Filed under: Patrick, TV Shows
Author: Patrick
Date: Oct 10, 2012
One of the earth’s most mysterious places the Bermuda Triangle. So many boats, planes, and lives have been lost in an area that is understandably nicknamed “The Devil’s Triangle,” yet there is no certain explanation as to what exactly happens and why. This area is found between Puerto Rico, Miami, and Bermuda covering an area of 500,000 square miles. The Bermuda Triangle has taken down over one hundred aircrafts in seven decades.
This coming Sunday on Curiosity (which is on the Discovery Channel), an episode will air where a team of investigators go deep into the triangle to explore ocean floor wrecks and stage experiments to tackle the mystery once and for all. Is it some form of extreme weather? A rare ocean phenomenon? Or could something else? The scientists test theories on a scale never done before
Curiosity: The Devil’s Triangle premieres Sunday, October 14 at 9:00pm E/P. Check out some of the previews below. I’m certainly intrigued!
Elias
October 10th, 2012 at 3:06 am
Thanks for posting fun nerdy stuff like this :)
zurvivor
October 10th, 2012 at 9:20 am
I would really like to know what is the real truth about the bermuda triangle.
Douglas Westfall
October 10th, 2012 at 10:21 am
The Bermuda Triangle reaches from Bermuda (a tiny island) to Puerto Rico (a tiny island) to the city of Miami (not so tiny.)
The concept of the Bermuda triangle was created in 1950 with an article by Associated Press reporter Edward Van Winkle Jones. He had a map showing an airplane flying from Bermuda toward Puerto Rico, another plane flying from Puerto Rico to Miami, and finally, Flight 19 flying from Fort Lauderdale out in the direction of Bermuda.

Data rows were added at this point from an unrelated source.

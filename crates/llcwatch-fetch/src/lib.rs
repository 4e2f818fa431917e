//! Source fetcher: paginated HTTP sessions against the registry search page
//! with selector-driven row extraction.

use std::time::Duration;

use async_trait::async_trait;
use chrono::{DateTime, Utc};
use llcwatch_core::RawRow;
use reqwest::StatusCode;
use scraper::{ElementRef, Html, Selector};
use thiserror::Error;
use tracing::{debug, info_span, warn, Instrument};
use url::Url;
use uuid::Uuid;

pub const CRATE_NAME: &str = "llcwatch-fetch";

/// Entry point of the registry's entity search.
pub const DEFAULT_SEARCH_URL: &str = "https://ecorp.azcc.gov/EntitySearch/Index";

#[derive(Debug, Clone, Copy, PartialEq, Eq)]
pub enum RetryDisposition {
    Retryable,
    NonRetryable,
}

pub fn classify_status(status: StatusCode) -> RetryDisposition {
    if status.is_server_error() || status == StatusCode::TOO_MANY_REQUESTS {
        RetryDisposition::Retryable
    } else {
        RetryDisposition::NonRetryable
    }
}

pub fn classify_reqwest_error(err: &reqwest::Error) -> RetryDisposition {
    if err.is_timeout() || err.is_connect() || err.is_request() {
        RetryDisposition::Retryable
    } else {
        RetryDisposition::NonRetryable
    }
}

#[derive(Debug, Clone, Copy)]
pub struct BackoffPolicy {
    pub max_retries: usize,
    pub base_delay: Duration,
    pub max_delay: Duration,
}

impl Default for BackoffPolicy {
    fn default() -> Self {
        Self {
            max_retries: 3,
            base_delay: Duration::from_millis(250),
            max_delay: Duration::from_secs(5),
        }
    }
}

impl BackoffPolicy {
    pub fn delay_for_attempt(&self, attempt_index: usize) -> Duration {
        let factor = 1u32.checked_shl(attempt_index as u32).unwrap_or(u32::MAX);
        let delay = self.base_delay.saturating_mul(factor);
        delay.min(self.max_delay)
    }
}

#[derive(Debug, Clone)]
pub struct FetchConfig {
    pub search_url: String,
    pub user_agent: String,
    /// Bounded wait for any single page load; a page that never reaches a
    /// loaded state within this window is a fetch failure, not a hang.
    pub timeout: Duration,
    pub max_pages: u32,
    /// Pause between successive result-page requests.
    pub page_delay: Duration,
    pub backoff: BackoffPolicy,
}

impl Default for FetchConfig {
    fn default() -> Self {
        Self {
            search_url: DEFAULT_SEARCH_URL.to_string(),
            user_agent: "llcwatch-bot/0.1".to_string(),
            timeout: Duration::from_secs(20),
            max_pages: 5,
            page_delay: Duration::from_millis(500),
            backoff: BackoffPolicy::default(),
        }
    }
}

#[derive(Debug, Error)]
pub enum FetchError {
    #[error("request failed after retries: {0}")]
    Request(#[from] reqwest::Error),
    #[error("http status {status} for {url}")]
    HttpStatus { status: u16, url: String },
    #[error("invalid search url {url:?}: {source}")]
    Url {
        url: String,
        source: url::ParseError,
    },
}

/// Per-run identity carried into fetch spans and summaries.
#[derive(Debug, Clone, Copy, PartialEq, Eq)]
pub struct FetchContext {
    pub run_id: Uuid,
    pub fetched_at: DateTime<Utc>,
}

impl FetchContext {
    pub fn new() -> Self {
        Self {
            run_id: Uuid::new_v4(),
            fetched_at: Utc::now(),
        }
    }
}

impl Default for FetchContext {
    fn default() -> Self {
        Self::new()
    }
}

/// Seam between the pipeline and the live registry; test doubles implement
/// this to feed fixture rows through the same path.
#[async_trait]
pub trait RowSource: Send + Sync {
    async fn fetch_rows(
        &self,
        ctx: &FetchContext,
        max_pages: u32,
    ) -> Result<Vec<RawRow>, FetchError>;
}

/// Live fetcher. Each `fetch_rows` call builds its own HTTP session and
/// drops it on every exit path; nothing is pooled between calls.
#[derive(Debug, Clone)]
pub struct RegistryFetcher {
    config: FetchConfig,
}

impl RegistryFetcher {
    pub fn new(config: FetchConfig) -> Self {
        Self { config }
    }

    pub fn config(&self) -> &FetchConfig {
        &self.config
    }

    fn build_client(&self) -> Result<reqwest::Client, FetchError> {
        let client = reqwest::Client::builder()
            .gzip(true)
            .brotli(true)
            .timeout(self.config.timeout)
            .user_agent(self.config.user_agent.clone())
            .redirect(reqwest::redirect::Policy::limited(5))
            .build()?;
        Ok(client)
    }

    fn page_url(&self, page: u32) -> Result<Url, FetchError> {
        let mut url = Url::parse(&self.config.search_url).map_err(|source| FetchError::Url {
            url: self.config.search_url.clone(),
            source,
        })?;
        if page > 1 {
            url.query_pairs_mut().append_pair("page", &page.to_string());
        }
        Ok(url)
    }

    async fn get_page(&self, client: &reqwest::Client, url: &Url) -> Result<String, FetchError> {
        let mut last_request_error: Option<reqwest::Error> = None;

        for attempt in 0..=self.config.backoff.max_retries {
            match client.get(url.clone()).send().await {
                Ok(resp) => {
                    let status = resp.status();
                    let final_url = resp.url().to_string();

                    if status.is_success() {
                        return Ok(resp.text().await?);
                    }

                    if classify_status(status) == RetryDisposition::Retryable
                        && attempt < self.config.backoff.max_retries
                    {
                        tokio::time::sleep(self.config.backoff.delay_for_attempt(attempt)).await;
                        continue;
                    }

                    return Err(FetchError::HttpStatus {
                        status: status.as_u16(),
                        url: final_url,
                    });
                }
                Err(err) => {
                    if classify_reqwest_error(&err) == RetryDisposition::Retryable
                        && attempt < self.config.backoff.max_retries
                    {
                        last_request_error = Some(err);
                        tokio::time::sleep(self.config.backoff.delay_for_attempt(attempt)).await;
                        continue;
                    }
                    return Err(FetchError::Request(err));
                }
            }
        }

        Err(FetchError::Request(
            last_request_error.expect("retry loop should capture a request error"),
        ))
    }

    async fn fetch_all(&self, max_pages: u32) -> Result<Vec<RawRow>, FetchError> {
        let client = self.build_client()?;
        let mut rows = Vec::new();

        for page in 1..=max_pages {
            let url = self.page_url(page)?;
            if page > 1 && !self.config.page_delay.is_zero() {
                tokio::time::sleep(self.config.page_delay).await;
            }

            // Entry-page failures are fatal; later pages degrade to
            // "no more data" and keep what was gathered.
            let html = match self.get_page(&client, &url).await {
                Ok(html) => html,
                Err(err) if page == 1 => return Err(err),
                Err(err) => {
                    warn!(page, error = %err, "result page fetch failed, stopping pagination");
                    break;
                }
            };

            let page_rows = extract_rows(&html, &url);
            if page_rows.is_empty() {
                debug!(page, "no recognizable result rows, treating as end of data");
                break;
            }
            debug!(page, rows = page_rows.len(), "extracted result rows");
            rows.extend(page_rows);
        }

        Ok(rows)
    }
}

#[async_trait]
impl RowSource for RegistryFetcher {
    async fn fetch_rows(
        &self,
        ctx: &FetchContext,
        max_pages: u32,
    ) -> Result<Vec<RawRow>, FetchError> {
        let span = info_span!("registry_fetch", run_id = %ctx.run_id, url = %self.config.search_url);
        self.fetch_all(max_pages).instrument(span).await
    }
}

/// Extract raw rows from one result page. The registry renders results as a
/// table whose rows carry the entity name (with an optional detail anchor)
/// in the first cell and the filing date in the second.
fn extract_rows(html: &str, base_url: &Url) -> Vec<RawRow> {
    let document = Html::parse_document(html);
    let row_sel = Selector::parse("table tbody tr").unwrap();
    let cell_sel = Selector::parse("td").unwrap();
    let anchor_sel = Selector::parse("a[href]").unwrap();

    let mut rows = Vec::new();
    for tr in document.select(&row_sel) {
        let cells: Vec<ElementRef<'_>> = tr.select(&cell_sel).collect();
        if cells.len() < 2 {
            continue;
        }
        let name = cell_text(&cells[0]);
        if name.is_empty() {
            continue;
        }
        let filing_date = cell_text(&cells[1]);
        let link = cells[0]
            .select(&anchor_sel)
            .next()
            .and_then(|a| a.value().attr("href"))
            .and_then(|href| resolve_link(base_url, href));
        rows.push(RawRow {
            name,
            filing_date,
            link,
        });
    }
    rows
}

fn cell_text(cell: &ElementRef<'_>) -> String {
    cell.text().collect::<String>().trim().to_string()
}

fn resolve_link(base_url: &Url, href: &str) -> Option<String> {
    let href = href.trim();
    if href.is_empty() || href.starts_with('#') || href.starts_with("javascript:") {
        return None;
    }
    let mut resolved = base_url.join(href).ok()?;
    resolved.set_fragment(None);
    Some(resolved.to_string())
}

It looks a triangle drawn over the Atlantic Ocean. Each year, ships and planes go missing off the eastern coastline of the United States, as planes have for a century, and ships literally for hundreds of years. Yet both the US Coast Guard and Lloyds of London state that no more ships or planes go missing here than off the Pacific coastline.
Much of the story however, begins with Flight 19, aka the Lost Patrol when supposedly they disappeared suddenly into the infamous Bermuda Triangle. Flight 19 disappeared in December of 1945 but it wasn’t into the Bermuda triangle and it wasn’t sudden — it took five hours for each of the TMB avengers to drop out of the sky. The irony of Flight 19 is that none of the men died within the infamous Bermuda triangle.
Three crash sites have been located and one aircraft has been raised from the sea.